I grew up to a number of different castles, the one a Tutbury being hugely important at one time or another for various reasons, was one that I have visited many many times, and always been a favourite. Then of course, other than the local ones, were the many that we visited when on holidays, all around England, a bit of Scotland and of course Wales, which has heaps of castles. In fact I actually started making a board on pinterest of some of my favourite castles. (As you do.)

I do miss them though, I'd love to go and spend an hour or so with the kids exploring the ruins of a castle, climbing the tower and seeing the view, imagining the people who lived there. Looking for secret tunnels and passage ways, pepping out through the cross-shaped windows that are cut deep in to the walls. It's not going to happen though, at least at the moment, because I live in a country that doesn't have castles (and before anyone says Larnach, it might call itself a castle, but it isn't, at all, although it's a nice place to visit). So in the mean time I'll have to keep dreaming of castles and maybe building my own on the beach out of sand.

Dreaming of castles

Wednesday 7 January 2015

Not planning to fail

When it comes to writing, planning has never been my forte. At least formal, write it down before you start planning hasn't. With my writing goals for this year, I'm really going to have to address that, as I'm sure that the chances of writing something even vaguely coherent without a proper plan are next to zero.

It's not that I don't have a plan, what tends to happen when I'm writing here is that I have a detailed plan with interesting little phrases and pieces of information all fully formed. Sadly it's always in my head and usually comes to me when I'm not really in a position to write. For example, the out line for this particular blog post occurred to me the night before last while I was getting ready for bed, more specifically while I was on the loo. I usually work on these plans for a little while, give them a little polish and then as soon as I am able, write it up. Usually a day or so later, by which time of course, my little plan has got all confused and I come up with something slightly garbled and a good deal less cohesive. What I really really need to do, is start making notes and commit the planning process to paper so that I can keep track of it later, when I can write.

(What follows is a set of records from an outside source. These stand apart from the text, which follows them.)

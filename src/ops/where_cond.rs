//! Broadcasting conditional select
//!
//! `Where(condition, a, b)` takes `a` where the condition byte is non-zero and
//! `b` elsewhere. The three operands broadcast against each other; shapes and
//! strides reach the kernel through uniforms, so one compiled kernel serves
//! every shape of the same ranks.

use std::sync::Arc;

use super::OpKernel;
use super::elementwise::expect_inputs;
use crate::dtype::{DType, DTypeSet};
use crate::error::{Error, Result};
use crate::program::{DependencyLevel, ProgramDescriptor, UniformValue};
use crate::shaders::generator::WhereProgram;
use crate::tensor::{Shape, TensorView, broadcast_shapes};

/// Element types `Where` selects between
pub const WHERE_DTYPES: DTypeSet = DTypeSet::WGSL_NUMERIC;

/// Kernel for `Where`
#[derive(Debug, Clone, Copy, Default, PartialEq, Eq)]
pub struct WhereKernel;

impl WhereKernel {
    /// Create the kernel
    pub fn new() -> Self {
        Self
    }
}

impl OpKernel for WhereKernel {
    fn op(&self) -> &'static str {
        "Where"
    }

    fn num_inputs(&self) -> usize {
        3
    }

    /// Broadcast of condition, `a` and `b`
    fn output_shape(&self, inputs: &[TensorView]) -> Result<Shape> {
        let [c, a, b] = expect_inputs::<3>(self.op(), inputs)?;
        let ca = broadcast_shapes(&[c.shape(), a.shape()])
            .ok_or_else(|| Error::broadcast(c.shape(), a.shape()))?;
        broadcast_shapes(&[ca.as_slice(), b.shape()])
            .ok_or_else(|| Error::broadcast(&ca, b.shape()))
    }

    fn build_program(
        &self,
        inputs: &[TensorView],
        output: &TensorView,
    ) -> Result<ProgramDescriptor> {
        let [c, a, b] = expect_inputs::<3>(self.op(), inputs)?;
        if c.dtype() != DType::Bool {
            return Err(Error::unsupported_dtype(c.dtype(), "Where (condition)"));
        }
        if !WHERE_DTYPES.contains(a.dtype()) {
            return Err(Error::unsupported_dtype(a.dtype(), "Where"));
        }
        for other in [b, output] {
            if other.dtype() != a.dtype() {
                return Err(Error::DTypeMismatch {
                    lhs: a.dtype(),
                    rhs: other.dtype(),
                });
            }
        }

        let shape = self.output_shape(inputs)?;
        if output.shape() != shape.as_slice() {
            return Err(Error::shape_mismatch(&shape, output.shape()));
        }
        // Output elements are addressed by their row-major position
        if !output.layout().is_contiguous() {
            return Err(Error::InvalidArgument {
                arg: "output",
                reason: "Where writes a contiguous output".to_string(),
            });
        }

        let numel = output.numel();
        let output_size = u32::try_from(numel)
            .map_err(|_| Error::geometry_overflow("output_size", numel as u64))?;

        ProgramDescriptor::builder(self.op(), Arc::new(WhereProgram))
            .input(c.clone(), DependencyLevel::RankOnly)
            .input(a.clone(), DependencyLevel::RankOnly)
            .input(b.clone(), DependencyLevel::RankOnly)
            .output(output.clone(), DependencyLevel::RankOnly)
            .uniform("output_size", UniformValue::scalar_u32(output_size))
            .build()
    }
}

If you fail to plan, plan to fail

At school one of my English teachers was fond of saying "If you fail to plan, plan to fail." We were encouraged to write plans for all of our essays, and even told that if we ran out of time in an exam, but had an essay plan, they might even give us credit for it. My essay plans tended to look like this:

Intro - current plan - school plan - why need to plan - conclusion

I very much doubt that anyone would have given me any kind of credit for that. It served its purpose in the sense that I knew what I wanted to write about in each paragraph, but I doubt anyone else could have gained anything from it. I continued in the same way at University and, to a greater or lesser degree, it worked. Of course, the reason for that, may have simply been that the real plan, the one in my head, was committed to paper, in the form of the essay, before I could loose track of it. I suspect that I used something a little more sophisticated for my dissertation, but I honestly can't remember.

From here on in, if I really am going to give this book writing lark a go, I will have to start planning. A story needs a structure and direction to get it from the start, through the various plot twists and turns to the end. I need to map out my route and try not to wander off too much into random tracks and lanes that lead away from my destination. It might take me some time to get to grips with that.

My plan is to start making myself plan even smaller things, like this blog. I'm not sure that it will make much difference with something small like this, and I may still ramble on for some time, but hopefully it will get me into the habit of planning. After all, I'm not planning to fail.